Abstract. Determination of aerosol optical properties with orbital passive remote
sensing is a difficult task, as observations often have limited information.
Multi-angle instruments, such as the Multi-angle Imaging SpectroRadiometer
(MISR) and the POlarization and Directionality of the Earth's Reflectances
(POLDER), seek to address this by making information-rich multi-angle
observations that can be used to better retrieve aerosol optical
properties. The paradigm for such instruments is that each angle view is made
from one platform, with, for example, a gimballed sensor or multiple fixed
view angle sensors. This restricts the observing geometry to a plane within
the scene bidirectional reflectance distribution function (BRDF) observed at
the top of the atmosphere (TOA). New technological developments, however,
support sensors on small satellites flying in formation, which could be a
beneficial alternative.
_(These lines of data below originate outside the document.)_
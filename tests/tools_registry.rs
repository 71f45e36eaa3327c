// tests/tools_registry.rs
use std::sync::atomic::{AtomicUsize, Ordering};
use std::sync::Arc;

use anyhow::Result;
use async_trait::async_trait;
use trend_digest::agent::tools::{
    hn_cache_key, FetchGitHubTrending, FetchHnPosts, FetchOrigin, SummarizePosts, Tool, ToolArgs,
    ToolOutput, ToolRegistry, FETCH_GITHUB_TRENDING, FETCH_HN_POSTS, GITHUB_CACHE_KEY, RANK_ITEMS,
    SCORE_RELEVANCE, SUMMARIZE_POSTS,
};
use trend_digest::analyze::summarize::NO_COMMENTS;
use trend_digest::analyze::{RelevanceScorer, Summarizer};
use trend_digest::cache::CacheStore;
use trend_digest::config::{AnalysisDepth, CachingConfig, Config, RetryConfig, TimeRange};
use trend_digest::content::ContentItem;
use trend_digest::llm::MockLanguageModel;
use trend_digest::retry::transient;
use trend_digest::sources::{PostSource, TrendingSource};

#[derive(Default)]
struct CountingTrending {
    calls: AtomicUsize,
}

#[async_trait]
impl TrendingSource for CountingTrending {
    async fn fetch_trending(&self, _time_range: TimeRange) -> Result<Vec<ContentItem>> {
        self.calls.fetch_add(1, Ordering::SeqCst);
        Ok(vec![ContentItem::new().with("id", 1).with("name", "live/repo")])
    }
    fn name(&self) -> &'static str {
        "CountingTrending"
    }
}

/// Answers like an API that rejects the credentials.
#[derive(Default)]
struct UnauthorizedTrending {
    calls: AtomicUsize,
}

#[async_trait]
impl TrendingSource for UnauthorizedTrending {
    async fn fetch_trending(&self, _time_range: TimeRange) -> Result<Vec<ContentItem>> {
        self.calls.fetch_add(1, Ordering::SeqCst);
        anyhow::bail!("github search returned 401 Unauthorized")
    }
    fn name(&self) -> &'static str {
        "UnauthorizedTrending"
    }
}

/// Fails the first `failures` calls, then succeeds.
struct FlakyPosts {
    calls: AtomicUsize,
    failures: usize,
}

#[async_trait]
impl PostSource for FlakyPosts {
    async fn fetch_posts(&self, endpoint: &str, _limit: usize) -> Result<Vec<ContentItem>> {
        let n = self.calls.fetch_add(1, Ordering::SeqCst);
        if n < self.failures {
            return Err(transient("connection reset"));
        }
        Ok(vec![ContentItem::new().with("id", 42).with("title", endpoint)])
    }
    fn name(&self) -> &'static str {
        "FlakyPosts"
    }
}

fn cache(dir: &std::path::Path) -> Arc<CacheStore> {
    Arc::new(CacheStore::from_config(&CachingConfig {
        enabled: true,
        ttl_hours: 1,
        dir: dir.to_path_buf(),
    }))
}

fn fast_retry(max_attempts: u32, graceful: bool) -> RetryConfig {
    RetryConfig {
        max_attempts,
        backoff_multiplier: 2,
        graceful_degradation: graceful,
        backoff_unit_ms: 1,
    }
}

#[tokio::test]
async fn cached_entry_is_served_without_calling_collaborator() {
    let tmp = tempfile::tempdir().unwrap();
    let cache = cache(tmp.path());
    cache.set(
        GITHUB_CACHE_KEY,
        &vec![ContentItem::new().with("id", 9).with("name", "cached/repo")],
    );

    let src = Arc::new(CountingTrending::default());
    let tool = FetchGitHubTrending::new(src.clone(), cache, fast_retry(1, false), TimeRange::Daily);

    let out = tool.call(ToolArgs::new()).await.unwrap();
    assert_eq!(out.origin(), Some(FetchOrigin::Cache));
    let items = out.into_items();
    assert_eq!(items[0].str_field("name"), Some("cached/repo"));
    assert_eq!(src.calls.load(Ordering::SeqCst), 0);
}

#[tokio::test]
async fn no_cache_fetches_live_and_still_writes() {
    let tmp = tempfile::tempdir().unwrap();
    let cache = cache(tmp.path());
    cache.set(GITHUB_CACHE_KEY, &vec![ContentItem::new().with("id", 9)]);

    let src = Arc::new(CountingTrending::default());
    let tool = FetchGitHubTrending::new(
        src.clone(),
        cache.clone(),
        fast_retry(1, false),
        TimeRange::Weekly,
    );

    let out = tool.call(ToolArgs::new().no_cache(true)).await.unwrap();
    assert_eq!(out.origin(), Some(FetchOrigin::Live));
    assert_eq!(src.calls.load(Ordering::SeqCst), 1);

    let cached = cache.get(GITHUB_CACHE_KEY).unwrap();
    assert_eq!(cached[0]["name"], "live/repo");
}

#[tokio::test]
async fn empty_cached_list_is_refetched() {
    let tmp = tempfile::tempdir().unwrap();
    let cache = cache(tmp.path());
    cache.set(GITHUB_CACHE_KEY, &Vec::<ContentItem>::new());

    let src = Arc::new(CountingTrending::default());
    let tool = FetchGitHubTrending::new(
        src.clone(),
        cache.clone(),
        fast_retry(1, false),
        TimeRange::Daily,
    );

    let out = tool.call(ToolArgs::new()).await.unwrap();
    assert_eq!(out.origin(), Some(FetchOrigin::Live));
    assert_eq!(out.into_items().len(), 1);
    assert_eq!(src.calls.load(Ordering::SeqCst), 1);
    assert_eq!(cache.get(GITHUB_CACHE_KEY).unwrap()[0]["name"], "live/repo");
}

#[tokio::test]
async fn fetch_output_serializes_with_source_tag() {
    let tmp = tempfile::tempdir().unwrap();
    let tool = FetchGitHubTrending::new(
        Arc::new(CountingTrending::default()),
        cache(tmp.path()),
        fast_retry(1, false),
        TimeRange::Daily,
    );
    let out = tool.call(ToolArgs::new()).await.unwrap();
    let v = serde_json::to_value(&out).unwrap();
    assert_eq!(v["source"], "live");
    assert_eq!(v["data"][0]["id"], 1);
}

#[tokio::test]
async fn hn_fetch_retries_then_caches_under_endpoint_key() {
    let tmp = tempfile::tempdir().unwrap();
    let cache = cache(tmp.path());
    let src = Arc::new(FlakyPosts {
        calls: AtomicUsize::new(0),
        failures: 2,
    });
    let tool = FetchHnPosts::new(src.clone(), cache.clone(), fast_retry(3, false), 30);

    let out = tool.call(ToolArgs::new().endpoint("show")).await.unwrap();
    assert_eq!(out.origin(), Some(FetchOrigin::Live));
    assert_eq!(src.calls.load(Ordering::SeqCst), 3);
    assert!(cache.get(&hn_cache_key("show")).is_some());
    assert!(cache.get(&hn_cache_key("newest")).is_none());
}

#[tokio::test]
async fn degraded_fetch_is_empty_and_not_cached() {
    let tmp = tempfile::tempdir().unwrap();
    let cache = cache(tmp.path());
    let src = Arc::new(FlakyPosts {
        calls: AtomicUsize::new(0),
        failures: usize::MAX,
    });
    let tool = FetchHnPosts::new(src.clone(), cache.clone(), fast_retry(2, true), 30);

    let out = tool.call(ToolArgs::new()).await.unwrap();
    assert_eq!(out, ToolOutput::Fetched(trend_digest::agent::tools::FetchResult {
        source: FetchOrigin::Live,
        data: vec![],
    }));
    assert_eq!(src.calls.load(Ordering::SeqCst), 2);
    assert!(cache.get(&hn_cache_key("newest")).is_none());
}

#[tokio::test]
async fn exhausted_retries_propagate_without_degradation() {
    let tmp = tempfile::tempdir().unwrap();
    let src = Arc::new(FlakyPosts {
        calls: AtomicUsize::new(0),
        failures: usize::MAX,
    });
    let tool = FetchHnPosts::new(src, cache(tmp.path()), fast_retry(2, false), 30);
    let err = tool.call(ToolArgs::new()).await.unwrap_err();
    assert!(format!("{err:#}").contains("connection reset"));
}

#[tokio::test]
async fn permanent_failure_is_neither_retried_nor_degraded() {
    let tmp = tempfile::tempdir().unwrap();
    let cache = cache(tmp.path());
    let src = Arc::new(UnauthorizedTrending::default());
    let tool = FetchGitHubTrending::new(
        src.clone(),
        cache.clone(),
        fast_retry(3, true),
        TimeRange::Daily,
    );

    let err = tool.call(ToolArgs::new()).await.unwrap_err();
    assert!(format!("{err:#}").contains("401 Unauthorized"));
    assert_eq!(src.calls.load(Ordering::SeqCst), 1);
    assert!(cache.get(GITHUB_CACHE_KEY).is_none());
}

fn summarizer(llm: Arc<MockLanguageModel>) -> Arc<Summarizer> {
    Arc::new(Summarizer::new(llm, AnalysisDepth::Medium))
}

#[tokio::test]
async fn standard_registry_exposes_five_tools_and_rejects_unknown() {
    let tmp = tempfile::tempdir().unwrap();
    let mut cfg = Config::from_toml_str(
        "[llm]\nprovider = \"openai\"\nmodel = \"m\"\napi_key_env = \"UNUSED\"\n",
    )
    .unwrap();
    cfg.caching.dir = tmp.path().to_path_buf();

    let reg = ToolRegistry::standard(
        &cfg,
        Arc::new(CountingTrending::default()),
        Arc::new(FlakyPosts {
            calls: AtomicUsize::new(0),
            failures: 0,
        }),
        Arc::new(RelevanceScorer::new(Arc::new(MockLanguageModel::new("{}")))),
        summarizer(Arc::new(MockLanguageModel::new(""))),
        cache(tmp.path()),
    );
    assert_eq!(
        reg.names(),
        vec![
            FETCH_GITHUB_TRENDING,
            FETCH_HN_POSTS,
            RANK_ITEMS,
            SCORE_RELEVANCE,
            SUMMARIZE_POSTS
        ]
    );

    let err = reg.call("fetch_reddit", ToolArgs::new()).await.unwrap_err();
    assert!(err.to_string().contains("unknown tool"));
}

struct FixedRank;

#[async_trait]
impl Tool for FixedRank {
    async fn call(&self, _args: ToolArgs) -> Result<ToolOutput> {
        Ok(ToolOutput::Items(vec![ContentItem::new().with("id", "mock")]))
    }
}

#[tokio::test]
async fn registered_tool_replaces_existing_entry() {
    let mut reg = ToolRegistry::new();
    reg.register(RANK_ITEMS, FixedRank);
    let out = reg
        .call(RANK_ITEMS, ToolArgs::new().items(vec![ContentItem::new()]))
        .await
        .unwrap();
    assert_eq!(out.into_items()[0].identity().as_deref(), Some("mock"));
}

#[tokio::test]
async fn score_and_rank_tools_transform_items() {
    let llm = Arc::new(MockLanguageModel::with_replies(
        "{}",
        [
            r#"{"relevance_score": 0.2}"#,
            "```json\n{\"relevance_score\": 0.9}\n```",
        ],
    ));
    let tmp = tempfile::tempdir().unwrap();
    let mut cfg = Config::from_toml_str(
        "[llm]\nprovider = \"openai\"\nmodel = \"m\"\napi_key_env = \"UNUSED\"\n[ranking]\nstrategy = \"relevance\"\n",
    )
    .unwrap();
    cfg.caching.dir = tmp.path().to_path_buf();
    let reg = ToolRegistry::standard(
        &cfg,
        Arc::new(CountingTrending::default()),
        Arc::new(FlakyPosts {
            calls: AtomicUsize::new(0),
            failures: 0,
        }),
        Arc::new(RelevanceScorer::new(llm)),
        summarizer(Arc::new(MockLanguageModel::new(""))),
        cache(tmp.path()),
    );

    let items = vec![
        ContentItem::new().with("id", 1).with("title", "a"),
        ContentItem::new().with("id", 2).with("title", "b"),
    ];
    let scored = reg
        .call(
            SCORE_RELEVANCE,
            ToolArgs::new().items(items).topics(vec!["AI".into()]),
        )
        .await
        .unwrap()
        .into_items();
    assert!((scored[0].relevance_score() - 0.2).abs() < 1e-9);
    assert!((scored[1].relevance_score() - 0.9).abs() < 1e-9);

    let ranked = reg
        .call(RANK_ITEMS, ToolArgs::new().items(scored))
        .await
        .unwrap()
        .into_items();
    assert_eq!(ranked[0].identity().as_deref(), Some("2"));
}

/// Post 1 has a two-comment thread, post 2 has none, post 3 fails to load comments.
struct ThreadedPosts;

#[async_trait]
impl PostSource for ThreadedPosts {
    async fn fetch_posts(&self, _endpoint: &str, _limit: usize) -> Result<Vec<ContentItem>> {
        Ok(vec![])
    }
    async fn fetch_comments(&self, post: &ContentItem, limit: usize) -> Result<Vec<ContentItem>> {
        match post.identity().as_deref() {
            Some("1") => Ok(vec![
                ContentItem::new().with("by", "alice").with("text", "Benchmarks look off"),
                ContentItem::new().with("by", "bob").with("text", "Works for me"),
            ]
            .into_iter()
            .take(limit)
            .collect()),
            Some("3") => Err(transient("hn item timed out")),
            _ => Ok(vec![]),
        }
    }
    fn name(&self) -> &'static str {
        "ThreadedPosts"
    }
}

#[tokio::test]
async fn summarize_tool_annotates_posts_with_their_threads() {
    let llm = Arc::new(MockLanguageModel::with_replies(
        "fallback",
        ["Post one summary.", "Mixed reactions to benchmarks."],
    ));
    let tool = SummarizePosts::new(summarizer(llm.clone()), Arc::new(ThreadedPosts));
    let posts = vec![
        ContentItem::new().with("id", 1).with("title", "New LLM"),
        ContentItem::new().with("id", 2).with("title", "Quiet post"),
        ContentItem::new().with("id", 3).with("title", "Flaky thread"),
    ];

    let out = tool.call(ToolArgs::new().items(posts)).await.unwrap().into_items();
    assert_eq!(out.len(), 3);
    assert_eq!(out[0].str_field("summary"), Some("Post one summary."));
    assert_eq!(out[0].str_field("discussion"), Some("Mixed reactions to benchmarks."));
    assert_eq!(out[1].str_field("discussion"), Some(NO_COMMENTS));
    assert_eq!(out[2].str_field("discussion"), Some(NO_COMMENTS));

    // One article call per post, one discussion call per non-empty thread.
    let prompts = llm.prompts();
    assert_eq!(prompts.len(), 4);
    assert!(prompts[1].contains("Comment by alice: Benchmarks look off"));
    assert!(llm.options().iter().all(|o| o.max_tokens == 256));
}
Such sensors may have only one viewing direction
each, but the agility of small satellites allows one to control this
direction and change it over time. When such agile satellites are flown in
formation and their sensors pointed to the same location at approximately the
same time, they could sample a distributed set of geometries within the scene
BRDF. In other words, observations from multiple satellites can take a
variety of view zenith and azimuth angles and are not restricted to one
azimuth plane as is the case with a single multi-angle instrument. It is not
known, however, whether this is as potentially capable as a multi-angle platform
for the purposes of aerosol remote sensing. Using a systems engineering tool
coupled with an information content analysis technique, we investigate the
feasibility of such an approach for the remote sensing of aerosols. These
tools test the mean results of all geometries encountered in an orbit. We
find that small satellites in formation are equally capable as multi-angle
platforms for aerosol remote sensing, as long as their calibration accuracies
and measurement uncertainties are equivalent. As long as the viewing
geometries are dispersed throughout the BRDF, it appears the quantity of view
angles determines the information content of the observations, not the
specific observation geometry. Given the smoothly varying nature of BRDF's
observed at the TOA, this is reasonable and supports the viability of
aerosol remote sensing with small satellites flying in formation. The
incremental improvement in information content that we found with number of
view angles also supports the concept of a resilient mission comprised of
multiple satellites that are continuously replaced as they age or fail.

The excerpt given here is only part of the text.